**WORK TO COMPLETE:**
In your answer, reproduce exactly the lines from the beginning of the listing below through the one containing "pub(crate) fn error(&self, msg: &str)", and only those lines.

**LISTED RECORDS:**
//! Terminal output utilities.
//!
//! Generated JSON goes to stdout; status and errors go to stderr so the
//! JSON can be piped.

use console::{Style, Term};

/// Terminal output formatter.
pub(crate) struct Output {
    out: Term,
    err: Term,
    green: Style,
    red: Style,
}

impl Output {
    #[must_use]
    pub(crate) fn new() -> Self {
        Self {
            out: Term::stdout(),
            err: Term::stderr(),
            green: Style::new().green(),
            red: Style::new().red(),
        }
    }

    /// Write generated content to stdout.
    pub(crate) fn content(&self, content: &str) -> std::io::Result<()> {
        self.out.write_line(content)
    }

    /// Print a success message (green).
    pub(crate) fn success(&self, msg: &str) {
        let _ = self.err.write_line(&self.green.apply_to(msg).to_string());
    }

    /// Print an error message (red).
    pub(crate) fn error(&self, msg: &str) {
        let _ = self.err.write_line(&self.red.apply_to(msg).to_string());
    }
}
//! CLI error types.

use std::path::PathBuf;

use navgen_config::ConfigError;
use navgen_site::SiteError;
use navgen_tree::NavError;

/// CLI error type.
#[derive(Debug, thiserror::Error)]
pub(crate) enum CliError {
    #[error("{0}")]
    Config(#[from] ConfigError),

    #[error("{0}")]
    Nav(#[from] NavError),

    #[error("{0}")]
    Site(#[from] SiteError),

    #[error("Failed to serialize navbar: {0}")]
    Json(#[from] serde_json::Error),

    #[error("Failed to write {}: {source}", .path.display())]
    Write {
        path: PathBuf,
        source: std::io::Error,
    },

    #[error("Failed to write output: {0}")]
    Io(#[from] std::io::Error),
}
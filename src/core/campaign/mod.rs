//! Campaign Module
//!
//! The wizard orchestration engine: draft accumulation, step validation,
//! preference persistence, content generation, and the controller that ties
//! them together.

pub mod draft;
pub mod gate;
pub mod generation;
pub mod preferences;
pub mod store;
pub mod submission;
pub mod wizard;

// Re-exports for convenience
pub use draft::{
    CampaignDraft, CampaignRecord, CampaignStatus, DraftPatch, GeneratedContent, MarketingMaterial,
};
pub use gate::{GateRule, ValidationGate};
pub use generation::{
    ContentGenerator, Copywriter, GenerationPipeline, PipelineConfig, PipelineEvent,
    PipelineSnapshot, PipelineStage, PipelineState,
};
pub use preferences::{PreferenceCache, PreferenceProfile, PREFERENCES_KEY};
pub use store::CampaignStateStore;
pub use submission::{
    CampaignRepository, FakeMediaTransport, IdentityProvider, MediaError, MediaTransport,
    MemoryCampaignRepository, RepositoryError, StaticIdentity, UserIdentity,
};
pub use wizard::{
    SubmitError, WizardController, WizardPhase, WizardStep, WizardSummary,
};
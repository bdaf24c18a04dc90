use std::path::PathBuf;
use std::time::Duration;

use serde::{Deserialize, Serialize};

/// Top-level application configuration.
#[derive(Debug, Clone, Serialize, Deserialize)]
#[serde(default)]
pub struct AppConfig {
    pub generation: GenerationConfig,
    pub data: DataConfig,
}

/// Generation pipeline tunables.
#[derive(Debug, Clone, Serialize, Deserialize)]
#[serde(default)]
pub struct GenerationConfig {
    /// Maximum wait bound per stage attempt, in milliseconds.
    pub stage_timeout_ms: u64,
    /// Attempts per stage before the pipeline fails.
    pub max_stage_attempts: u32,
    /// Pause between completion and the auto-advance signal, in milliseconds.
    pub settle_delay_ms: u64,
}

/// Data directory configuration.
#[derive(Debug, Clone, Serialize, Deserialize)]
#[serde(default)]
pub struct DataConfig {
    /// Override the default data directory.
    pub data_dir: Option<PathBuf>,
}

impl Default for AppConfig {
    fn default() -> Self {
        Self {
            generation: GenerationConfig::default(),
            data: DataConfig::default(),
        }
    }
}

impl Default for GenerationConfig {
    fn default() -> Self {
        Self {
            stage_timeout_ms: 30_000,
            max_stage_attempts: 3,
            settle_delay_ms: 400,
        }
    }
}

impl Default for DataConfig {
    fn default() -> Self {
        Self { data_dir: None }
    }
}

impl AppConfig {
    /// Load configuration from `~/.config/listingpress/config.toml`.
    /// Returns `Default` if the file is missing or unparseable.
    pub fn load() -> Self {
        let config_path = Self::config_path();
        match std::fs::read_to_string(&config_path) {
            Ok(contents) => match toml::from_str(&contents) {
                Ok(config) => {
                    log::info!("Loaded config from {}", config_path.display());
                    config
                }
                Err(e) => {
                    log::warn!(
                        "Failed to parse config at {}: {e} — using defaults",
                        config_path.display()
                    );
                    Self::default()
                }
            },
            Err(_) => {
                log::debug!(
                    "No config file at {} — using defaults",
                    config_path.display()
                );
                Self::default()
            }
        }
    }

    /// Resolved data directory (override or XDG default).
    pub fn data_dir(&self) -> PathBuf {
        self.data.data_dir.clone().unwrap_or_else(|| {
            dirs::data_dir()
                .map(|d| d.join("listingpress"))
                .unwrap_or_else(|| PathBuf::from("data"))
        })
    }

    /// Path of the preference store document.
    pub fn preferences_path(&self) -> PathBuf {
        self.data_dir().join("preferences.json")
    }

    /// Pipeline configuration derived from the generation section.
    pub fn pipeline_config(&self) -> crate::core::campaign::PipelineConfig {
        crate::core::campaign::PipelineConfig {
            max_stage_attempts: self.generation.max_stage_attempts,
            stage_timeout: Duration::from_millis(self.generation.stage_timeout_ms),
            settle_delay: Duration::from_millis(self.generation.settle_delay_ms),
        }
    }

    fn config_path() -> PathBuf {
        dirs::config_dir()
            .map(|d| d.join("listingpress").join("config.toml"))
            .unwrap_or_else(|| PathBuf::from("config.toml"))
    }
}
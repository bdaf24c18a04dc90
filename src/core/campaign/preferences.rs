//! Preference Cache
//!
//! Opt-in persistence of a whitelisted subset of draft fields across sessions.
//! Backed by the generic [`KvStore`] port under a fixed namespace key; a dead
//! backend degrades to in-memory defaults and is never fatal.
//!
//! Whitelist (field ⇐ opt-in flag):
//! - `creative_style` ⇐ `save_style`
//! - `tone` ⇐ `save_tone`
//! - `selected_materials` ⇐ `save_materials`
//!
//! Each save overwrites the entire cached profile: a field whose flag is false
//! at save time reads back as absent on the next load, even if an earlier save
//! had stored it.

use std::sync::Arc;

use serde::{Deserialize, Serialize};

use crate::core::campaign::draft::{CampaignDraft, DraftPatch, MarketingMaterial};
use crate::core::storage::KvStore;

/// Namespace key the profile lives under in the key-value store
pub const PREFERENCES_KEY: &str = "listingpress.preferences";

/// The persisted subset of draft fields. Absent fields were not opted in.
#[derive(Debug, Clone, Default, PartialEq, Serialize, Deserialize)]
#[serde(default)]
pub struct PreferenceProfile {
    pub creative_style: Option<String>,
    pub tone: Option<String>,
    pub selected_materials: Option<Vec<MarketingMaterial>>,
}

impl PreferenceProfile {
    /// Capture the persistable fields from a draft, honoring the opt-in flags
    /// as they stand at this moment.
    pub fn capture(draft: &CampaignDraft) -> Self {
        Self {
            creative_style: draft.save_style.then(|| draft.creative_style.clone()),
            tone: draft.save_tone.then(|| draft.tone.clone()),
            selected_materials: draft
                .save_materials
                .then(|| draft.selected_materials.clone()),
        }
    }

    /// Patch that seeds a fresh draft from this profile. Present fields also
    /// re-assert their opt-in flag so a hydrated wizard keeps persisting them.
    pub fn hydration_patch(&self) -> DraftPatch {
        DraftPatch {
            creative_style: self.creative_style.clone(),
            save_style: self.creative_style.is_some().then_some(true),
            tone: self.tone.clone(),
            save_tone: self.tone.is_some().then_some(true),
            selected_materials: self.selected_materials.clone(),
            save_materials: self.selected_materials.is_some().then_some(true),
            ..Default::default()
        }
    }

    pub fn is_empty(&self) -> bool {
        self.creative_style.is_none() && self.tone.is_none() && self.selected_materials.is_none()
    }
}

/// Durable, opt-in preference persistence over a key-value backend.
#[derive(Clone)]
pub struct PreferenceCache {
    kv: Arc<dyn KvStore>,
}

impl PreferenceCache {
    pub fn new(kv: Arc<dyn KvStore>) -> Self {
        Self { kv }
    }

    /// Load the cached profile. Missing key, parse failure, and backend
    /// unavailability all yield an empty profile.
    pub async fn load(&self) -> PreferenceProfile {
        match self.kv.get(PREFERENCES_KEY).await {
            Ok(Some(value)) => match serde_json::from_value(value) {
                Ok(profile) => profile,
                Err(e) => {
                    tracing::warn!(error = %e, "unreadable preference profile, using defaults");
                    PreferenceProfile::default()
                }
            },
            Ok(None) => PreferenceProfile::default(),
            Err(e) => {
                tracing::warn!(error = %e, "preference backend unavailable on load");
                PreferenceProfile::default()
            }
        }
    }

    /// Overwrite the entire stored profile. Backend failure is logged and
    /// swallowed; the wizard keeps running on in-memory state.
    pub async fn save(&self, profile: &PreferenceProfile) {
        let value = match serde_json::to_value(profile) {
            Ok(v) => v,
            Err(e) => {
                tracing::warn!(error = %e, "failed to serialize preference profile");
                return;
            }
        };
        if let Err(e) = self.kv.set(PREFERENCES_KEY, value).await {
            tracing::warn!(error = %e, "preference backend unavailable on save");
        }
    }

    /// Capture-and-save from the current draft state.
    pub async fn sync_from_draft(&self, draft: &CampaignDraft) {
        self.save(&PreferenceProfile::capture(draft)).await;
    }
}

// ============================================================================
// Tests
// ============================================================================
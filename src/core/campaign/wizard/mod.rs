//! Wizard State Machine for Campaign Creation
//!
//! Guides users through campaign creation in discrete steps grouped into
//! display phases:
//!
//! 1. Property — Basics, PropertyInfo, Features
//! 2. Presentation — Media, Style, Materials
//! 3. Campaign — Generate, Review, Launch
//!
//! # Design Principles
//!
//! - **Gated**: every forward move consults the validation gate; a refused
//!   advance is a no-op, never an error
//! - **Accumulating**: step input merges into one shared draft; going back
//!   preserves everything entered so far
//! - **Locked during generation**: navigation is disabled while the pipeline
//!   runs
//! - **Recoverable at the boundary**: a failed submission returns control to
//!   review with the draft intact

mod controller;
mod types;

pub use controller::*;
pub use types::*;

**ANSWER TO THIS PROBLEM:**
//! Terminal output utilities.
//!
//! Generated JSON goes to stdout; status and errors go to stderr so the
//! JSON can be piped.

use console::{Style, Term};

/// Terminal output formatter.
pub(crate) struct Output {
    out: Term,
    err: Term,
    green: Style,
    red: Style,
}

impl Output {
    #[must_use]
    pub(crate) fn new() -> Self {
        Self {
            out: Term::stdout(),
            err: Term::stderr(),
            green: Style::new().green(),
            red: Style::new().red(),
        }
    }

    /// Write generated content to stdout.
    pub(crate) fn content(&self, content: &str) -> std::io::Result<()> {
        self.out.write_line(content)
    }

    /// Print a success message (green).
    pub(crate) fn success(&self, msg: &str) {
        let _ = self.err.write_line(&self.green.apply_to(msg).to_string());
    }

    /// Print an error message (red).
    pub(crate) fn error(&self, msg: &str) {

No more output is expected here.